Lors de la première table-ronde « 20 ans après, ESI si nous étions égaux aux étudiants de l’enseignement supérieur », la Fnesi a défendu une ligne de conduite sans appel : « on veut être à l’université et dès maintenant », ce à quoi la représentante du ministère de la Santé, Michèle Lenoir-Salfati, a répondu : « ce modèle est en discussion car les infirmiers ne sont pas les seuls acteurs. Il faut s’assurer que l’université a les moyens d’intégrer des formations paramédicales et quel modèle pédagogique peut être initié ». De son côté, Joëlle Kozlowski, présidente du Comité d’entente infirmières et cadres (CEFIEC), s’est montré très prudente sur l’évolution de la formation en soins infirmiers, rappelant « le poids de l’histoire » que personne ne peut ignorer... Un bilan et une évaluation de la réforme de 2009 est attendu d’ici à la fin d’année de la part du ministère de la Santé, affirmant d’ores et déjà par la voix de Michèle Lenoir-Salfati que « les diplômés de juin 2012 sont de bons infirmiers » dès fois que certains en douteraient... Bref un « wait and see » que les étudiants en soins infirmiers ne veulent pas entendre !
« Acceptons qu’une évolution soit une évolution de la profession pouvant contribuer à une amélioration de la qualité, de la quantité et de la répartition des soins offerts » a affirmé Odessa Dariel.

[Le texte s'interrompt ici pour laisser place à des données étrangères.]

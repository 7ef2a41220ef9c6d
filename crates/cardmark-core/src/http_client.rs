use std::collections::BTreeMap;
use std::fmt::{Display, Formatter};
use std::future::Future;
use std::pin::Pin;
use std::sync::Arc;

/// POST request sent by the generation client.
#[derive(Debug, Clone, PartialEq, Eq)]
pub struct HttpRequest {
    pub url: String,
    pub headers: BTreeMap<String, String>,
    pub body: Option<String>,
    pub timeout_ms: u64,
}

impl HttpRequest {
    pub fn post(url: impl Into<String>) -> Self {
        Self {
            url: url.into(),
            headers: BTreeMap::new(),
            body: None,
            timeout_ms: 30_000,
        }
    }

    pub fn with_header(mut self, name: impl Into<String>, value: impl Into<String>) -> Self {
        self.headers
            .insert(name.into().to_ascii_lowercase(), value.into());
        self
    }

    pub fn with_json_body(mut self, body: impl Into<String>) -> Self {
        self.headers.insert(
            String::from("content-type"),
            String::from("application/json"),
        );
        self.body = Some(body.into());
        self
    }

    pub fn with_timeout_ms(mut self, timeout_ms: u64) -> Self {
        self.timeout_ms = timeout_ms;
        self
    }
}

/// HTTP response envelope returned by a transport.
#[derive(Debug, Clone, PartialEq, Eq)]
pub struct HttpResponse {
    pub status: u16,
    pub body: String,
}

impl HttpResponse {
    pub fn ok_json(body: impl Into<String>) -> Self {
        Self {
            status: 200,
            body: body.into(),
        }
    }

    pub const fn is_success(&self) -> bool {
        self.status >= 200 && self.status < 300
    }
}

/// Transport-level HTTP error.
#[derive(Debug, Clone, PartialEq, Eq)]
pub struct HttpError {
    message: String,
    retryable: bool,
}

impl HttpError {
    pub fn new(message: impl Into<String>) -> Self {
        Self {
            message: message.into(),
            retryable: true,
        }
    }

    pub fn non_retryable(message: impl Into<String>) -> Self {
        Self {
            message: message.into(),
            retryable: false,
        }
    }

    pub fn message(&self) -> &str {
        &self.message
    }

    pub const fn retryable(&self) -> bool {
        self.retryable
    }
}

impl Display for HttpError {
    fn fmt(&self, f: &mut Formatter<'_>) -> std::fmt::Result {
        f.write_str(&self.message)
    }
}

impl std::error::Error for HttpError {}

/// Transport contract for the generation client.
pub trait HttpClient: Send + Sync {
    fn execute<'a>(
        &'a self,
        request: HttpRequest,
    ) -> Pin<Box<dyn Future<Output = Result<HttpResponse, HttpError>> + Send + 'a>>;
}

/// Production HTTP client backed by reqwest.
#[derive(Debug, Clone)]
pub struct ReqwestHttpClient {
    client: Arc<reqwest::Client>,
}

impl ReqwestHttpClient {
    pub fn new() -> Self {
        Self {
            client: Arc::new(
                reqwest::Client::builder()
                    .user_agent(concat!("cardmark/", env!("CARGO_PKG_VERSION")))
                    .build()
                    .unwrap_or_else(|_| reqwest::Client::new()),
            ),
        }
    }

    pub fn with_client(client: reqwest::Client) -> Self {
        Self {
            client: Arc::new(client),
        }
    }
}

impl Default for ReqwestHttpClient {
    fn default() -> Self {
        Self::new()
    }
}

impl HttpClient for ReqwestHttpClient {
    fn execute<'a>(
        &'a self,
        request: HttpRequest,
    ) -> Pin<Box<dyn Future<Output = Result<HttpResponse, HttpError>> + Send + 'a>> {
        Box::pin(async move {
            let mut builder = self.client.post(&request.url);

            for (name, value) in &request.headers {
                builder = builder.header(name, value);
            }

            builder = builder.timeout(std::time::Duration::from_millis(request.timeout_ms));

            if let Some(body) = request.body {
                builder = builder.body(body);
            }

            let response = builder.send().await.map_err(|e| {
                if e.is_timeout() {
                    HttpError::new(format!("request timeout: {e}"))
                } else if e.is_connect() {
                    HttpError::new(format!("connection failed: {e}"))
                } else if e.is_builder() {
                    HttpError::non_retryable(format!("invalid request: {e}"))
                } else {
                    HttpError::new(format!("request failed: {e}"))
                }
            })?;

            let status = response.status().as_u16();
            let body = response
                .text()
                .await
                .map_err(|e| HttpError::new(format!("failed to read response body: {e}")))?;

            Ok(HttpResponse { status, body })
        })
    }
}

Lors de la deuxième table-ronde intitulée « L’infirmière dans une dimension internationale, perspective d’ouverture d’une profession en demande d’évolution », les débats et la réflexion se sont enrichis de belles contributions venus notamment d’outre-Atlantique, histoire de concrétiser de nouveaux parcours servis par des professionnels exemplaires...
Odessa Dariel, docteur en soins infirmiers, chercheure (École des Hautes études en santé publique – EHESP) l’a affirmé d’emblée : « Acceptons qu’une évolution soit une évolution de la profession pouvant contribuer à une amélioration de la qualité, de la quantité et de la répartition des soins offerts. Pour moi, le terme évolution comprend les quatre domaines des sciences infirmières : la clinique, la formation, le management/la gestion et la recherche. » Elle a rappelé la nécessité de « pouvoir définir, examiner et évaluer le coût de nos activités et leurs résultats sur la santé de nos patients. Ceci demande des recherches sur l’efficacité des interventions infirmières mais aussi de la recherche sur la profession et le système de santé, apportant ainsi des résultats aux décideurs. »

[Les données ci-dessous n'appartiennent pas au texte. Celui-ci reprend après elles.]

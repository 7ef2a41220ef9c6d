use serde::{Deserialize, Serialize};

use crate::domain::{
    AnalystRating, Candle, ChartRange, CompanyProfile, EarningsHistory, Fundamentals, NewsFeed,
    OrderBook, PeerComparison, StockInfo,
};

/// Candlestick chart payload.
#[derive(Debug, Clone, PartialEq, Serialize, Deserialize)]
pub struct KlineChart {
    pub symbol: String,
    pub range: ChartRange,
    /// `TSLA • Weekly Kline`
    pub title: String,
    /// `Last 30 Periods`
    pub caption: String,
    pub candles: Vec<Candle>,
}

/// Structured output substituted for a directive line.
#[derive(Debug, Clone, PartialEq, Serialize, Deserialize)]
#[serde(tag = "type", rename_all = "snake_case")]
pub enum Widget {
    StockInfo(StockInfo),
    KlineChart(KlineChart),
    CompanyProfile(CompanyProfile),
    Fundamentals(Fundamentals),
    OrderBook(OrderBook),
    News(NewsFeed),
    AnalystRatings(AnalystRating),
    Earnings(EarningsHistory),
    Peers(PeerComparison),
    /// The directive named a type the registry does not know.
    UnknownDirective { type_name: String },
    /// The directive's arguments were rejected before any data was built.
    DirectiveError { message: String, usage: String },
}

impl Widget {
    pub const fn kind_name(&self) -> &'static str {
        match self {
            Self::StockInfo(_) => "stock_info",
            Self::KlineChart(_) => "kline_chart",
            Self::CompanyProfile(_) => "company_profile",
            Self::Fundamentals(_) => "fundamentals",
            Self::OrderBook(_) => "order_book",
            Self::News(_) => "news",
            Self::AnalystRatings(_) => "analyst_ratings",
            Self::Earnings(_) => "earnings",
            Self::Peers(_) => "peers",
            Self::UnknownDirective { .. } => "unknown_directive",
            Self::DirectiveError { .. } => "directive_error",
        }
    }

    /// Whether this widget is an inline notice rather than card content.
    pub const fn is_notice(&self) -> bool {
        matches!(
            self,
            Self::UnknownDirective { .. } | Self::DirectiveError { .. }
        )
    }
}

De son côté Odette Roy, docteur en soins infirmiers, professeure associée à la faculté des sciences infirmières de l’université de Montréal, adjointe à la directrice des soins infirmiers et de la prestation sécuritaire des soins et des services Hôpital Maisonneuve-Rosemont, responsable et chercheure du Centre d'excellence en soins infirmiers et administratrice du SIDIIEF - autant de titres à la hauteur du personnage - a apporté son regard de clinicienne au débat. Elle a en effet rappelé que la Déclaration de Genève, présentée en mai 2012, lors du congrès du Sidiief « souligne que chaque fois que le nombre d’infirmières détenant une formation supérieure augmente de 10 %, les risques de mortalité ou de complications pour les patients diminuent de 5 %. En plus des changements qui affectent les systèmes de santé et la pratique infirmière, il semble bien que l’accès à la formation universitaire se justifie aussi pour des raisons de sécurité des patients ». Avec un enthousiasme communicatif, un leadership affiché et une perception fine des mutations à venir mais aussi - et surtout - des positions à défendre, elle rappelé la nécessité de conserver à tout moment de la formation universitaire en trois cycles (bachelor, master, doctorat) ses « arrimages infirmiers » et les savoirs et compétences qui vont avec. « J’ai toujours combiné travail et études. Une situation clinique me conduit à des questionnements de recherche et me pousse à aller plus loin ». Face à cette profession de foi, les arguments de Michèle Lenoir-Salfati, représentante du ministère de la santé, ont parus bien maigres et surtout balbutiants à l’heure où, en France, différentes notions dans l’univers infirmier peinent à trouver une définition claire : transferts de compétences, coopérations interprofessionnelles, pratiques avancées, nouveaux métiers, praticiennes, cliniciennes...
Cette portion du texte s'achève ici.